Closed kuleshov closed 8 years ago
Hey Volodymyr, I'd be happy to take a look later today and help you debug. (I've got jury duty this morning. :/) But could you point me to a notebook where the issue is reproduced?
Okay, I figured out what was the bug. When you are calculating word offsets in Ngrams, you use len(context.words[...])
But words gets loaded from CoreNLP, which sets word to e.g. -LRB-. Its len is 5, but it should be 1 (cause it's just one parenthesis character).
The easiest fix that I just did is to put the original word (i.e. '(' ) into word, and keep -LRB- in the lemma field.
The cleanest way to fix it is to change the schema and add an extra field for the original word (or its length), but that would take a bit more effort.
Hmm, I think this is fixed in master: https://github.com/HazyResearch/snorkel/blob/master/snorkel/parser.py#L242
But maybe didn't make it to your branch?
I guess not, but all is good now.
Okay sorry about that, but glad it's fixed :)

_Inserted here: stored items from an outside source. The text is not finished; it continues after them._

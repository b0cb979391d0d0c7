//! Mock HTTP API for the study mentor.
//!
//! Provides JSON endpoints for:
//! - Templated chat replies
//! - Health checks
//! - Upload announcements
//! - In-process sessions and usage counters

pub mod reply;
pub mod routes;
pub mod state;

pub use routes::create_router;
pub use state::AppState;

use std::future::Future;
use std::net::SocketAddr;
use std::sync::Arc;

use axum::Router;
use tower_http::cors::{Any, CorsLayer};
use tower_http::trace::TraceLayer;

use crate::config::ServerConfig;

/// Start the HTTP server with graceful shutdown support.
///
/// The server will stop accepting new connections when `shutdown_signal` completes.
///
/// # Errors
/// Returns an error if the server fails to start.
pub async fn run_server_with_shutdown<F>(
    state: Arc<AppState>,
    config: &ServerConfig,
    shutdown_signal: F,
) -> Result<(), Box<dyn std::error::Error + Send + Sync>>
where
    F: Future<Output = ()> + Send + 'static,
{
    let addr = SocketAddr::new(config.host, config.port);
    let listener = tokio::net::TcpListener::bind(addr).await?;
    tracing::info!("Socratic mentor API listening on http://{}", listener.local_addr()?);

    serve(listener, build_app(state, config), shutdown_signal).await
}

/// Router with CORS and request tracing applied.
pub fn build_app(state: Arc<AppState>, config: &ServerConfig) -> Router {
    let cors = CorsLayer::new()
        .allow_origin(Any)
        .allow_methods(Any)
        .allow_headers(Any);

    create_router(state, config.static_dir.as_deref())
        .layer(cors)
        .layer(TraceLayer::new_for_http())
}

/// Serve `app` on an already bound listener.
///
/// # Errors
/// Returns an error if serving fails.
pub async fn serve<F>(
    listener: tokio::net::TcpListener,
    app: Router,
    shutdown_signal: F,
) -> Result<(), Box<dyn std::error::Error + Send + Sync>>
where
    F: Future<Output = ()> + Send + 'static,
{
    axum::serve(listener, app)
        .with_graceful_shutdown(shutdown_signal)
        .await?;
    Ok(())
}
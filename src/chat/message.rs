//! Chat message types and the ordered in-memory log.

use std::fmt;
use std::sync::atomic::{AtomicU64, Ordering};

use chrono::{DateTime, Utc};
use serde::{Deserialize, Serialize};

/// Prefix of ids given to user messages before the server confirms them.
pub const PROVISIONAL_PREFIX: &str = "temp";
/// Prefix of ids given locally to assistant messages.
pub const ASSISTANT_PREFIX: &str = "a";
/// Prefix of ids given to synthetic error messages.
pub const ERROR_PREFIX: &str = "e";
/// Prefix of ids given to system notes.
pub const SYSTEM_PREFIX: &str = "s";

static SEQUENCE: AtomicU64 = AtomicU64::new(0);

/// Who authored a message.
#[derive(Clone, Copy, Debug, PartialEq, Eq, Hash, Serialize, Deserialize)]
#[serde(rename_all = "lowercase")]
pub enum Role {
    /// The person typing.
    User,
    /// The tutor.
    Assistant,
    /// Client-generated notes (attachments and the like).
    System,
}

impl fmt::Display for Role {
    fn fmt(&self, f: &mut fmt::Formatter<'_>) -> fmt::Result {
        match self {
            Self::User => write!(f, "user"),
            Self::Assistant => write!(f, "assistant"),
            Self::System => write!(f, "system"),
        }
    }
}

/// Message identifier.
///
/// Locally generated ids are `<prefix>-<unix millis>-<sequence>`; the
/// sequence is process-wide so two ids minted in the same millisecond differ.
#[derive(Clone, Debug, PartialEq, Eq, Hash, Serialize, Deserialize)]
#[serde(transparent)]
pub struct MessageId(String);

impl MessageId {
    /// Temporary id for an optimistic user entry.
    #[must_use]
    pub fn provisional() -> Self {
        Self::local(PROVISIONAL_PREFIX)
    }

    /// Locally issued assistant id.
    #[must_use]
    pub fn assistant() -> Self {
        Self::local(ASSISTANT_PREFIX)
    }

    /// Id for a synthetic error entry.
    #[must_use]
    pub fn error() -> Self {
        Self::local(ERROR_PREFIX)
    }

    /// Id for a system note.
    #[must_use]
    pub fn system() -> Self {
        Self::local(SYSTEM_PREFIX)
    }

    /// Wrap an id issued by the server.
    #[must_use]
    pub fn from_server(id: impl Into<String>) -> Self {
        Self(id.into())
    }

    fn local(prefix: &str) -> Self {
        let seq = SEQUENCE.fetch_add(1, Ordering::Relaxed);
        Self(format!("{prefix}-{}-{seq}", Utc::now().timestamp_millis()))
    }

    /// Borrow the raw id.
    #[must_use]
    pub fn as_str(&self) -> &str {
        &self.0
    }

    /// Whether this id still awaits server confirmation.
    #[must_use]
    pub fn is_provisional(&self) -> bool {
        self.has_prefix(PROVISIONAL_PREFIX)
    }

    /// Whether this id marks a synthetic error entry.
    #[must_use]
    pub fn is_error(&self) -> bool {
        self.has_prefix(ERROR_PREFIX)
    }

    fn has_prefix(&self, prefix: &str) -> bool {
        self.0
            .strip_prefix(prefix)
            .is_some_and(|rest| rest.starts_with('-'))
    }
}

impl fmt::Display for MessageId {
    fn fmt(&self, f: &mut fmt::Formatter<'_>) -> fmt::Result {
        f.write_str(&self.0)
    }
}

/// One entry in a conversation.
#[derive(Clone, Debug, PartialEq, Eq, Serialize, Deserialize)]
#[serde(rename_all = "camelCase")]
pub struct ChatMessage {
    /// Identifier, provisional until confirmed.
    pub id: MessageId,
    /// Author.
    pub role: Role,
    /// Text.
    pub content: String,
    /// Creation time.
    pub created_at: DateTime<Utc>,
}

impl ChatMessage {
    /// Build a message stamped with the current time.
    #[must_use]
    pub fn new(id: MessageId, role: Role, content: impl Into<String>) -> Self {
        Self {
            id,
            role,
            content: content.into(),
            created_at: Utc::now(),
        }
    }
}

/// Messages in insertion order.
#[derive(Clone, Debug, Default, PartialEq, Eq)]
pub struct ChatLog {
    messages: Vec<ChatMessage>,
}

impl ChatLog {
    /// Empty log.
    #[must_use]
    pub const fn new() -> Self {
        Self {
            messages: Vec::new(),
        }
    }

    /// Log seeded with existing messages, e.g. a fetched transcript.
    #[must_use]
    pub const fn from_messages(messages: Vec<ChatMessage>) -> Self {
        Self { messages }
    }

    /// Append at the end.
    pub fn push(&mut self, message: ChatMessage) {
        self.messages.push(message);
    }

    /// Swap a provisional id for a confirmed one. Returns whether it was found.
    pub fn replace_id(&mut self, old: &MessageId, new: MessageId) -> bool {
        match self.messages.iter_mut().find(|m| &m.id == old) {
            Some(message) => {
                message.id = new;
                true
            }
            None => false,
        }
    }

    /// Number of messages.
    #[must_use]
    pub fn len(&self) -> usize {
        self.messages.len()
    }

    /// Whether the log is empty.
    #[must_use]
    pub fn is_empty(&self) -> bool {
        self.messages.is_empty()
    }

    /// All messages, oldest first.
    #[must_use]
    pub fn as_slice(&self) -> &[ChatMessage] {
        &self.messages
    }

    /// Most recent message.
    #[must_use]
    pub fn last(&self) -> Option<&ChatMessage> {
        self.messages.last()
    }

    /// Messages appended after the first `n`.
    #[must_use]
    pub fn since(&self, n: usize) -> &[ChatMessage] {
        self.messages.get(n..).unwrap_or(&[])
    }

    /// Number of assistant messages, error entries excluded.
    #[must_use]
    pub fn assistant_replies(&self) -> usize {
        self.messages
            .iter()
            .filter(|m| m.role == Role::Assistant && !m.id.is_error())
            .count()
    }
}
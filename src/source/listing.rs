//! HTML listing page scrape.
//!
//! Fetches a configured listing page and extracts one descriptor per
//! anchor whose target looks like a downloadable file. Only absolute
//! http(s) links whose path matches the configured file-name pattern
//! are kept; everything else on the page is ignored.

use std::sync::LazyLock;

use async_trait::async_trait;
use regex::Regex;
use reqwest::Client;
use tracing::{debug, info, instrument, trace};
use url::Url;

use super::{ItemSource, SourceError};
use crate::item::{DownloadItem, file_name_from_url};

/// Default file-name filter: common patch archive extensions.
pub const DEFAULT_FILE_PATTERN: &str = r"(?i)\.(bin|exe|zip|7z|pak)$";

/// Matches `<a ... href="...">text</a>` including anchors whose text
/// spans lines or wraps other tags.
#[allow(clippy::expect_used)]
static ANCHOR_PATTERN: LazyLock<Regex> = LazyLock::new(|| {
    Regex::new(r#"(?is)<a\s[^>]*?href\s*=\s*["']([^"']*)["'][^>]*>(.*?)</a>"#)
        .expect("anchor regex is valid") // Static pattern, safe to panic
});

/// Strips markup from anchor text when deriving a display name.
#[allow(clippy::expect_used)]
static TAG_PATTERN: LazyLock<Regex> =
    LazyLock::new(|| Regex::new(r"(?s)<[^>]*>").expect("tag regex is valid"));

/// Item source backed by an HTML listing page.
pub struct ListingSource {
    client: Client,
    listing_url: String,
    file_pattern: Regex,
}

impl ListingSource {
    /// Creates a source for `listing_url`, keeping only links whose URL
    /// path matches `file_pattern`.
    ///
    /// # Errors
    ///
    /// Returns [`SourceError::Pattern`] if `file_pattern` is not a
    /// valid regex.
    pub fn new(
        client: Client,
        listing_url: impl Into<String>,
        file_pattern: &str,
    ) -> Result<Self, SourceError> {
        let compiled =
            Regex::new(file_pattern).map_err(|e| SourceError::pattern(file_pattern, &e))?;
        Ok(Self {
            client,
            listing_url: listing_url.into(),
            file_pattern: compiled,
        })
    }
}

#[async_trait]
impl ItemSource for ListingSource {
    fn name(&self) -> &str {
        "listing"
    }

    #[instrument(skip(self), fields(url = %self.listing_url))]
    async fn discover(&self) -> Result<Vec<DownloadItem>, SourceError> {
        debug!("fetching listing page");
        let response = self
            .client
            .get(&self.listing_url)
            .send()
            .await
            .map_err(|e| SourceError::transport(&e))?;
        let status = response.status();
        if !status.is_success() {
            return Err(SourceError::http_status(
                status.as_u16(),
                status.canonical_reason().unwrap_or("request failed"),
            ));
        }
        let body = response.text().await.map_err(|e| SourceError::transport(&e))?;

        let items = parse_listing(&body, &self.file_pattern);
        info!(count = items.len(), "listing parsed");
        Ok(items)
    }
}

/// Extracts descriptors from listing HTML in document order.
fn parse_listing(html: &str, file_pattern: &Regex) -> Vec<DownloadItem> {
    let mut items = Vec::new();

    for captures in ANCHOR_PATTERN.captures_iter(html) {
        let raw_href = captures[1].trim();
        if raw_href.is_empty() {
            continue;
        }
        // Listing pages occasionally carry Windows-style separators.
        let href = raw_href.replace('\\', "/");

        let Ok(url) = Url::parse(&href) else {
            trace!(href = %href, "skipping unparsable link");
            continue;
        };
        if !matches!(url.scheme(), "http" | "https") {
            continue;
        }
        if !file_pattern.is_match(url.path()) {
            continue;
        }

        let Some(file_name) = file_name_from_url(&url) else {
            debug!(url = %url, "skipping link without a usable file name");
            continue;
        };

        let text = anchor_display_text(&captures[2]);
        let display_name = if text.is_empty() {
            file_name.clone()
        } else {
            text
        };

        items.push(DownloadItem::new(display_name, file_name, url));
    }

    items
}

/// Plain-text display name out of anchor inner HTML.
fn anchor_display_text(inner: &str) -> String {
    let stripped = TAG_PATTERN.replace_all(inner, " ");
    decode_entities(&stripped)
        .split_whitespace()
        .collect::<Vec<_>>()
        .join(" ")
}

/// Decodes the entities that actually show up in listing anchors.
///
/// `&amp;` last, so that `&amp;lt;` decodes to the literal `&lt;`.
fn decode_entities(text: &str) -> String {
    text.replace("&nbsp;", " ")
        .replace("&lt;", "<")
        .replace("&gt;", ">")
        .replace("&quot;", "\"")
        .replace("&#39;", "'")
        .replace("&amp;", "&")
}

On Mon, Sep 12, 2016 at 9:08 PM Volodymyr Kuleshov notifications@github.com wrote:
I guess not, but all is good now.
— You are receiving this because you were assigned. Reply to this email directly, view it on GitHub https://github.com/HazyResearch/snorkel/issues/424#issuecomment-246568173, or mute the thread https://github.com/notifications/unsubscribe-auth/ABgw_fm9QN3UlxU92DWWaPmJweYGF5Q-ks5qpiG2gaJpZM4J6HPY .
Yeah, tables_dev and master separated quite a while ago now. Fortunately, the new tables_merge branch should be folded into master by the end of the week (or early next week), and we'll be working with all the latest changes in master again.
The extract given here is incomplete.